このコースの最大の特徴は利用料。これまでのようにADSLとIP電話に別々に申し込むよりも、初期費用や月額利用料が安くなるのだ。たとえば@niftyでは、8月より「ADSLハイスピードコース」(他社の24/26Mコースに相当)と「ADSLスタンダードコース」(同12M)、「フレッツ・ADSLコース」にIP電話サービス「@niftyフォン」を標準で付加。月額3280円から(従来の12MサービスとIP電話オプションの利用料の合計は3660円)、ADSLとIP電話を利用できるようになる。
さらにユーザーの利便性も向上する。
「セットコースのユーザーには、IP電話機能を搭載したADSLモデムを提供しています。ADSLモデムに別途IP電話アダプタを追加するオプションコースよりも設定が簡単になります。しかも利用料も安くなる。使い勝手は格段によくなるはずです」(ニフティ常務取締役システム事業部長・加藤雄一氏)
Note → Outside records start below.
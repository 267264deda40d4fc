//! Embedded image resources.

use serde::{Deserialize, Serialize};

/// An embedded image extracted from the document.
#[derive(Debug, Clone, Serialize, Deserialize)]
pub struct Resource {
    /// Raw binary data
    #[serde(skip_serializing)]
    pub data: Vec<u8>,

    /// MIME type (e.g., "image/jpeg")
    pub mime_type: String,

    /// Width in pixels
    pub width: Option<u32>,

    /// Height in pixels
    pub height: Option<u32>,

    /// Color space (e.g., "DeviceRGB", "DeviceGray")
    pub color_space: Option<String>,

    /// Bits per component (e.g., 8)
    pub bits_per_component: Option<u8>,
}

impl Resource {
    /// Create a new image resource.
    pub fn new(data: Vec<u8>, mime_type: impl Into<String>) -> Self {
        Self {
            data,
            mime_type: mime_type.into(),
            width: None,
            height: None,
            color_space: None,
            bits_per_component: None,
        }
    }

    /// Create a JPEG image resource.
    pub fn jpeg(data: Vec<u8>) -> Self {
        Self::new(data, "image/jpeg")
    }

    /// Create a JPEG 2000 image resource.
    pub fn jp2(data: Vec<u8>) -> Self {
        Self::new(data, "image/jp2")
    }

    /// Create a resource of unidentified raw pixel data.
    pub fn raw(data: Vec<u8>) -> Self {
        Self::new(data, "application/octet-stream")
    }

    /// Set image dimensions.
    pub fn with_dimensions(mut self, width: u32, height: u32) -> Self {
        self.width = Some(width);
        self.height = Some(height);
        self
    }

    /// Set color space.
    pub fn with_color_space(mut self, color_space: impl Into<String>) -> Self {
        self.color_space = Some(color_space.into());
        self
    }

    /// Set bits per component.
    pub fn with_bits_per_component(mut self, bits: u8) -> Self {
        self.bits_per_component = Some(bits);
        self
    }

    /// Get the size of the resource data in bytes.
    pub fn size(&self) -> usize {
        self.data.len()
    }

    /// Get a suggested filename for this resource.
    pub fn suggested_filename(&self, id: &str) -> String {
        format!("{}.{}", id, self.extension())
    }

    /// Get the file extension based on MIME type.
    pub fn extension(&self) -> &str {
        match self.mime_type.as_str() {
            "image/jpeg" => "jpg",
            "image/png" => "png",
            "image/gif" => "gif",
            "image/tiff" => "tiff",
            "image/bmp" => "bmp",
            "image/jp2" | "image/jpeg2000" => "jp2",
            _ => "raw",
        }
    }

    /// Detect MIME type from data magic bytes.
    pub fn detect_mime_type(data: &[u8]) -> Option<&'static str> {
        if data.len() < 8 {
            return None;
        }

        // JPEG: FF D8 FF
        if data.starts_with(&[0xFF, 0xD8, 0xFF]) {
            return Some("image/jpeg");
        }

        // PNG: 89 50 4E 47 0D 0A 1A 0A
        if data.starts_with(&[0x89, 0x50, 0x4E, 0x47, 0x0D, 0x0A, 0x1A, 0x0A]) {
            return Some("image/png");
        }

        // GIF: GIF87a or GIF89a
        if data.starts_with(b"GIF87a") || data.starts_with(b"GIF89a") {
            return Some("image/gif");
        }

        // TIFF: 49 49 2A 00 (little-endian) or 4D 4D 00 2A (big-endian)
        if data.starts_with(&[0x49, 0x49, 0x2A, 0x00])
            || data.starts_with(&[0x4D, 0x4D, 0x00, 0x2A])
        {
            return Some("image/tiff");
        }

        // BMP: BM
        if data.starts_with(b"BM") {
            return Some("image/bmp");
        }

        // JPEG 2000: 00 00 00 0C 6A 50 20 20
        if data.starts_with(&[0x00, 0x00, 0x00, 0x0C, 0x6A, 0x50, 0x20, 0x20]) {
            return Some("image/jp2");
        }

        None
    }
}
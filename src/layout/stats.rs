//! Document-wide text statistics.
//!
//! Every later heuristic measures against these values, so the full
//! document must pass through [`GlobalStats::compute`] before any
//! classifier runs.

use crate::model::Page;
use std::collections::HashMap;
use std::hash::Hash;

/// Modal text metrics for a whole document.
#[derive(Debug, Clone)]
pub struct GlobalStats {
    /// Most common text height (font size) in points
    pub modal_height: f32,
    /// Most common font resource, when any font resolved
    pub modal_font: Option<String>,
    /// Most common distance between adjacent baselines
    pub modal_line_distance: f32,
    /// Distinct heights above the modal height, largest first.
    /// Position in this ladder decides the heading level.
    pub heading_sizes: Vec<f32>,
}

impl GlobalStats {
    /// Single pass over every span of every page. Histogram ties break
    /// in favor of the value observed first.
    pub fn compute(pages: &[Page]) -> Self {
        let mut heights = Histogram::new();
        let mut fonts = Histogram::new();
        let mut distances = Histogram::new();

        for page in pages {
            let mut baselines: Vec<i32> = Vec::new();
            for span in &page.spans {
                if span.is_blank() {
                    continue;
                }
                heights.add(size_key(span.font_size));
                if let Some(font) = &span.font_id {
                    fonts.add(font.clone());
                }
                let baseline = size_key(span.y);
                if !baselines.contains(&baseline) {
                    baselines.push(baseline);
                }
            }
            baselines.sort_unstable_by(|a, b| b.cmp(a));
            for pair in baselines.windows(2) {
                let gap = pair[0] - pair[1];
                if gap > 1 {
                    distances.add(gap);
                }
            }
        }

        let modal_height = heights.modal().map(from_size_key).unwrap_or(12.0);
        let modal_line_distance = distances
            .modal()
            .map(from_size_key)
            .unwrap_or(modal_height * 1.2);

        // Heights noticeably above the modal height form the heading
        // ladder, largest first.
        let mut heading_sizes: Vec<f32> = heights
            .keys()
            .map(from_size_key)
            .filter(|&h| h > modal_height + 0.5)
            .collect();
        heading_sizes.sort_by(|a, b| b.partial_cmp(a).unwrap_or(std::cmp::Ordering::Equal));

        Self {
            modal_height,
            modal_font: fonts.modal(),
            modal_line_distance,
            heading_sizes,
        }
    }
}

fn size_key(value: f32) -> i32 {
    (value * 10.0).round() as i32
}

fn from_size_key(key: i32) -> f32 {
    key as f32 / 10.0
}

/// Frequency counter remembering insertion order for tie-breaking.
struct Histogram<K> {
    counts: HashMap<K, usize>,
    order: Vec<K>,
}

impl<K: Eq + Hash + Clone> Histogram<K> {
    fn new() -> Self {
        Self {
            counts: HashMap::new(),
            order: Vec::new(),
        }
    }

    fn add(&mut self, key: K) {
        let count = self.counts.entry(key.clone()).or_insert(0);
        if *count == 0 {
            self.order.push(key);
        }
        *count += 1;
    }

    /// Most frequent key; the first-seen key wins a tie.
    fn modal(&self) -> Option<K> {
        let mut best: Option<&K> = None;
        let mut best_count = 0;
        for key in &self.order {
            let count = self.counts[key];
            if count > best_count {
                best = Some(key);
                best_count = count;
            }
        }
        best.cloned()
    }

    fn keys(&self) -> impl Iterator<Item = K> + '_ {
        self.order.iter().cloned()
    }
}
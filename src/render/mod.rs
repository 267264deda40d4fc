//! Rendering module for converting documents to output formats.

mod json;
mod markdown;
mod options;
mod result;
mod text;

pub use json::{to_json, JsonFormat};
pub use markdown::{to_markdown, to_markdown_with_stats, MarkdownRenderer};
pub use options::{PageSelection, RenderOptions};
pub use result::{ExtractionStats, RenderResult};
pub use text::to_text;
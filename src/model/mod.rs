//! Document model types for PDF content representation.
//!
//! This module defines the intermediate representation (IR) that bridges
//! PDF parsing and content rendering. Parsing fills pages with positioned
//! text spans; layout analysis turns those into structured blocks that the
//! renderers consume.

mod document;
mod list;
mod page;
mod paragraph;
mod resource;
mod span;
mod table;

pub use document::{Document, Metadata};
pub use list::{List, ListItem, ListMarker};
pub use page::{Block, Page};
pub use paragraph::{Paragraph, TextRun, TextStyle};
pub use resource::Resource;
pub use span::{ImagePlacement, TextSpan};
pub use table::{Table, TableRow};
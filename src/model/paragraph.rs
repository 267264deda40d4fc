//! Paragraph and text-run types.

use serde::{Deserialize, Serialize};

/// A paragraph of text content.
#[derive(Debug, Clone, Default, Serialize, Deserialize)]
pub struct Paragraph {
    /// Styled runs, in reading order
    pub runs: Vec<TextRun>,
}

impl Paragraph {
    /// Create a new empty paragraph.
    pub fn new() -> Self {
        Self { runs: Vec::new() }
    }

    /// Create a paragraph with plain text.
    pub fn with_text(text: impl Into<String>) -> Self {
        Self {
            runs: vec![TextRun::new(text)],
        }
    }

    /// Create a paragraph from styled runs.
    pub fn from_runs(runs: Vec<TextRun>) -> Self {
        Self { runs }
    }

    /// Add plain text to the paragraph.
    pub fn add_text(&mut self, text: impl Into<String>) {
        self.runs.push(TextRun::new(text));
    }

    /// Add a styled text run.
    pub fn add_run(&mut self, run: TextRun) {
        self.runs.push(run);
    }

    /// Get plain text content of the paragraph.
    pub fn plain_text(&self) -> String {
        self.runs.iter().map(|r| r.text.as_str()).collect()
    }

    /// Check if the paragraph is empty.
    pub fn is_empty(&self) -> bool {
        self.runs.is_empty() || self.plain_text().trim().is_empty()
    }
}

/// A run of text with consistent styling.
#[derive(Debug, Clone, Serialize, Deserialize)]
pub struct TextRun {
    /// The text content
    pub text: String,

    /// Text styling
    pub style: TextStyle,
}

impl TextRun {
    /// Create a new text run with default style.
    pub fn new(text: impl Into<String>) -> Self {
        Self {
            text: text.into(),
            style: TextStyle::default(),
        }
    }

    /// Create a bold text run.
    pub fn bold(text: impl Into<String>) -> Self {
        Self {
            text: text.into(),
            style: TextStyle {
                bold: true,
                ..Default::default()
            },
        }
    }

    /// Create an italic text run.
    pub fn italic(text: impl Into<String>) -> Self {
        Self {
            text: text.into(),
            style: TextStyle {
                italic: true,
                ..Default::default()
            },
        }
    }

    /// Check if this run is empty.
    pub fn is_empty(&self) -> bool {
        self.text.is_empty()
    }
}

/// Text styling properties.
#[derive(Debug, Clone, Default, Serialize, Deserialize)]
pub struct TextStyle {
    /// Bold text
    pub bold: bool,

    /// Italic text
    pub italic: bool,

    /// Font size in points, when known
    pub font_size: Option<f32>,
}

impl TextStyle {
    /// Check if any emphasis is applied.
    pub fn has_styling(&self) -> bool {
        self.bold || self.italic
    }
}
//! Plain text rendering.

use crate::error::Result;
use crate::model::Document;

/// Convert a document's blocks to plain text, blocks separated by
/// blank lines.
pub fn to_text(doc: &Document) -> Result<String> {
    Ok(doc.plain_text().trim().to_string())
}
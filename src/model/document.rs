//! Document-level types.

use super::{Page, Resource};
use chrono::{DateTime, Utc};
use serde::{Deserialize, Serialize};
use std::collections::HashMap;

/// A parsed PDF document.
#[derive(Debug, Clone, Serialize, Deserialize)]
pub struct Document {
    /// Document metadata (title, author, etc.)
    pub metadata: Metadata,

    /// Pages in the document
    pub pages: Vec<Page>,

    /// Embedded image resources, keyed by ID
    pub resources: HashMap<String, Resource>,
}

impl Document {
    /// Create a new empty document.
    pub fn new() -> Self {
        Self {
            metadata: Metadata::default(),
            pages: Vec::new(),
            resources: HashMap::new(),
        }
    }

    /// Get the number of pages in the document.
    pub fn page_count(&self) -> u32 {
        self.pages.len() as u32
    }

    /// Get a page by number (1-indexed).
    pub fn get_page(&self, page_num: u32) -> Option<&Page> {
        if page_num == 0 {
            return None;
        }
        self.pages.get((page_num - 1) as usize)
    }

    /// Add a page to the document.
    pub fn add_page(&mut self, page: Page) {
        self.pages.push(page);
    }

    /// Add an image resource to the document.
    pub fn add_resource(&mut self, id: String, resource: Resource) {
        self.resources.insert(id, resource);
    }

    /// Get a resource by ID.
    pub fn get_resource(&self, id: &str) -> Option<&Resource> {
        self.resources.get(id)
    }

    /// Check if the document has any pages.
    pub fn is_empty(&self) -> bool {
        self.pages.is_empty()
    }

    /// Get plain text content of the entire document.
    pub fn plain_text(&self) -> String {
        self.pages
            .iter()
            .map(|page| page.plain_text())
            .filter(|text| !text.trim().is_empty())
            .collect::<Vec<_>>()
            .join("\n\n")
    }
}

impl Default for Document {
    fn default() -> Self {
        Self::new()
    }
}

/// Document metadata.
#[derive(Debug, Clone, Default, Serialize, Deserialize)]
pub struct Metadata {
    /// Document title
    pub title: Option<String>,

    /// Document author
    pub author: Option<String>,

    /// Document subject
    pub subject: Option<String>,

    /// Keywords
    pub keywords: Option<String>,

    /// Creator application
    pub creator: Option<String>,

    /// PDF producer
    pub producer: Option<String>,

    /// Creation date
    pub created: Option<DateTime<Utc>>,

    /// Last modification date
    pub modified: Option<DateTime<Utc>>,

    /// PDF version (e.g., "1.7")
    pub pdf_version: String,

    /// Total number of pages
    pub page_count: u32,

    /// Whether the document was encrypted
    pub encrypted: bool,
}

impl Metadata {
    /// Create new metadata with PDF version.
    pub fn with_version(version: impl Into<String>) -> Self {
        Self {
            pdf_version: version.into(),
            ..Default::default()
        }
    }

    /// Convert metadata to YAML frontmatter format.
    pub fn to_yaml_frontmatter(&self) -> String {
        let mut lines = vec!["---".to_string()];

        if let Some(ref title) = self.title {
            lines.push(format!("title: \"{}\"", escape_yaml(title)));
        }
        if let Some(ref author) = self.author {
            lines.push(format!("author: \"{}\"", escape_yaml(author)));
        }
        if let Some(ref subject) = self.subject {
            lines.push(format!("subject: \"{}\"", escape_yaml(subject)));
        }
        if let Some(ref keywords) = self.keywords {
            lines.push(format!("keywords: \"{}\"", escape_yaml(keywords)));
        }
        if let Some(ref creator) = self.creator {
            lines.push(format!("creator: \"{}\"", escape_yaml(creator)));
        }
        if let Some(ref producer) = self.producer {
            lines.push(format!("producer: \"{}\"", escape_yaml(producer)));
        }
        if let Some(ref created) = self.created {
            lines.push(format!("created: {}", created.to_rfc3339()));
        }
        if let Some(ref modified) = self.modified {
            lines.push(format!("modified: {}", modified.to_rfc3339()));
        }

        lines.push(format!("pdf_version: \"{}\"", self.pdf_version));
        lines.push(format!("pages: {}", self.page_count));

        lines.push("---".to_string());
        lines.push(String::new());

        lines.join("\n")
    }
}

/// Escape special characters for YAML strings.
fn escape_yaml(s: &str) -> String {
    s.replace('\\', "\\\\")
        .replace('"', "\\\"")
        .replace('\n', "\\n")
}

#[cfg(test)]
mod tests {
    use super::*;

    #[test]
    fn test_document_new() {
        let doc = Document::new();
        assert!(doc.is_empty());
        assert_eq!(doc.page_count(), 0);
        assert!(doc.get_page(0).is_none());
        assert!(doc.get_page(1).is_none());
    }

    #[test]
    fn test_metadata_frontmatter() {
        let mut metadata = Metadata::with_version("1.7");
        metadata.title = Some("Test Document".to_string());
        metadata.author = Some("John Doe".to_string());
        metadata.page_count = 10;

        let yaml = metadata.to_yaml_frontmatter();
        assert!(yaml.starts_with("---\n"));
        assert!(yaml.contains("title: \"Test Document\""));
        assert!(yaml.contains("author: \"John Doe\""));
        assert!(yaml.contains("pdf_version: \"1.7\""));
        assert!(yaml.contains("pages: 10"));
    }

    #[test]
    fn test_frontmatter_escapes_quotes() {
        let mut metadata = Metadata::with_version("1.4");
        metadata.title = Some("A \"quoted\" title".to_string());
        let yaml = metadata.to_yaml_frontmatter();
        assert!(yaml.contains(r#"title: "A \"quoted\" title""#));
    }
}
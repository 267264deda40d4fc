//! Error types for the pagemark library.

use std::io;
use thiserror::Error;

/// Result type alias for pagemark operations.
pub type Result<T> = std::result::Result<T, Error>;

/// Error types that can occur during PDF processing.
#[derive(Error, Debug)]
pub enum Error {
    /// I/O error when reading or writing files.
    #[error("I/O error: {0}")]
    Io(#[from] io::Error),

    /// The file format is not recognized as PDF.
    #[error("Unknown file format: not a valid PDF")]
    UnknownFormat,

    /// The PDF version is not supported.
    #[error("Unsupported PDF version: {0}")]
    UnsupportedVersion(String),

    /// The document structure (trailer, cross-reference data, page tree)
    /// cannot be parsed. Fatal for the file; no partial output is produced.
    #[error("Malformed document structure: {0}")]
    Malformed(String),

    /// The document is encrypted and requires a password that was not given.
    #[error("Document is encrypted and requires a password")]
    Encrypted,

    /// The provided password did not authenticate.
    #[error("Invalid password")]
    InvalidPassword,

    /// The encryption scheme is not the standard password handler, or uses
    /// an unimplemented revision.
    #[error("Unsupported encryption: {0}")]
    UnsupportedEncryption(String),

    /// A stream uses a compression filter this library does not implement.
    #[error("Unsupported stream filter: {0}")]
    UnsupportedFilter(String),

    /// Error during rendering (Markdown, text, JSON).
    #[error("Rendering error: {0}")]
    Render(String),

    /// Page number is out of range.
    #[error("Page {0} is out of range (document has {1} pages)")]
    PageOutOfRange(u32, u32),

    /// Invalid page range string.
    #[error("Invalid page range: {0}")]
    InvalidPageRange(String),

    /// The conversion was cancelled or its deadline passed.
    #[error("Conversion cancelled")]
    Cancelled,

    /// Generic error with message.
    #[error("{0}")]
    Other(String),
}

impl Error {
    /// Stable category tag for batch tooling.
    ///
    /// Callers running many files inspect this to decide whether a failure
    /// is a damaged input, an encryption limitation, or an internal error,
    /// without matching on enum variants.
    pub fn category(&self) -> &'static str {
        match self {
            Error::Io(_) => "io",
            Error::UnknownFormat | Error::UnsupportedVersion(_) => "unknown-format",
            Error::Malformed(_) => "malformed-structure",
            Error::Encrypted | Error::InvalidPassword | Error::UnsupportedEncryption(_) => {
                "unsupported-encryption"
            }
            Error::UnsupportedFilter(_) => "unsupported-filter",
            Error::Render(_) => "render",
            Error::PageOutOfRange(_, _) | Error::InvalidPageRange(_) => "page-range",
            Error::Cancelled => "cancelled",
            Error::Other(_) => "other",
        }
    }

    /// Whether this error is fatal for the current file only, so a batch
    /// caller should record the outcome and continue with the next file.
    pub fn is_per_file(&self) -> bool {
        !matches!(self, Error::Cancelled)
    }
}
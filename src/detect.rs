//! PDF format detection and validation.

use crate::error::{Error, Result};
use std::fs::File;
use std::io::{BufReader, Read};
use std::path::Path;

/// PDF format information.
#[derive(Debug, Clone, PartialEq, Eq)]
pub struct PdfFormat {
    /// PDF version (e.g., "1.7", "2.0")
    pub version: String,
    /// Byte offset of the `%PDF-` signature within the buffer.
    ///
    /// Some generators prepend junk bytes before the header; offsets in the
    /// cross-reference data are then relative to the signature, so the
    /// parser slices the buffer here before reading structure.
    pub header_offset: usize,
}

impl std::fmt::Display for PdfFormat {
    fn fmt(&self, f: &mut std::fmt::Formatter<'_>) -> std::fmt::Result {
        write!(f, "PDF {}", self.version)
    }
}

/// PDF magic bytes: %PDF-
const PDF_MAGIC: &[u8] = b"%PDF-";
const VERSION_LEN: usize = 3; // e.g., "1.7"

/// How far into the buffer the signature may appear.
const HEADER_SCAN_WINDOW: usize = 1024;

/// Detect PDF format from a file path.
///
/// # Arguments
/// * `path` - Path to the PDF file
///
/// # Returns
/// * `Ok(PdfFormat)` if the file is a valid PDF
/// * `Err(Error::UnknownFormat)` if the file is not a PDF
///
/// # Example
/// ```no_run
/// use pagemark::detect::detect_format_from_path;
///
/// let format = detect_format_from_path("document.pdf").unwrap();
/// println!("PDF version: {}", format.version);
/// ```
pub fn detect_format_from_path<P: AsRef<Path>>(path: P) -> Result<PdfFormat> {
    let file = File::open(path)?;
    let mut reader = BufReader::new(file);
    let mut header = vec![0u8; HEADER_SCAN_WINDOW + PDF_MAGIC.len() + VERSION_LEN];
    let n = reader.read(&mut header)?;
    header.truncate(n);
    detect_format_from_bytes(&header)
}

/// Detect PDF format from bytes.
///
/// The `%PDF-` signature is accepted anywhere within the first 1024 bytes;
/// leading junk before the signature is tolerated and reported through
/// [`PdfFormat::header_offset`].
///
/// # Returns
/// * `Ok(PdfFormat)` if the data carries a valid PDF header
/// * `Err(Error::UnknownFormat)` if the data is not a PDF
pub fn detect_format_from_bytes(data: &[u8]) -> Result<PdfFormat> {
    let window = &data[..data.len().min(HEADER_SCAN_WINDOW + PDF_MAGIC.len() + VERSION_LEN)];
    let offset = find_signature(window).ok_or(Error::UnknownFormat)?;

    let version_start = offset + PDF_MAGIC.len();
    if data.len() < version_start + VERSION_LEN {
        return Err(Error::UnknownFormat);
    }
    let version =
        String::from_utf8_lossy(&data[version_start..version_start + VERSION_LEN]).to_string();

    if !is_valid_version(&version) {
        return Err(Error::UnsupportedVersion(version));
    }

    Ok(PdfFormat {
        version,
        header_offset: offset,
    })
}

fn find_signature(window: &[u8]) -> Option<usize> {
    if window.len() < PDF_MAGIC.len() {
        return None;
    }
    (0..=window.len() - PDF_MAGIC.len()).find(|&i| window[i..].starts_with(PDF_MAGIC))
}

/// Check if a version string is valid.
fn is_valid_version(version: &str) -> bool {
    if version.len() != 3 {
        return false;
    }

    let chars: Vec<char> = version.chars().collect();
    chars[0].is_ascii_digit() && chars[1] == '.' && chars[2].is_ascii_digit()
}

/// Check if a file is a valid PDF.
pub fn is_pdf<P: AsRef<Path>>(path: P) -> bool {
    detect_format_from_path(path).is_ok()
}

/// Check if bytes represent a valid PDF.
pub fn is_pdf_bytes(data: &[u8]) -> bool {
    detect_format_from_bytes(data).is_ok()
}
また、セットコースはIP電話の普及を促進する可能性も秘めている。KDDIプロダクト統括部の菅 雅道氏は、いち早くIP電話をADSLの標準サービスにしたYahoo! BBを引き合いに出し「BBフォンが好調なのは、ADSLに加入すれば使えるという手軽さがあるから。ならば、DIONでも同価格帯で提供すればユーザーにIP電話をもっと使ってもらえるようになるはず」と語る。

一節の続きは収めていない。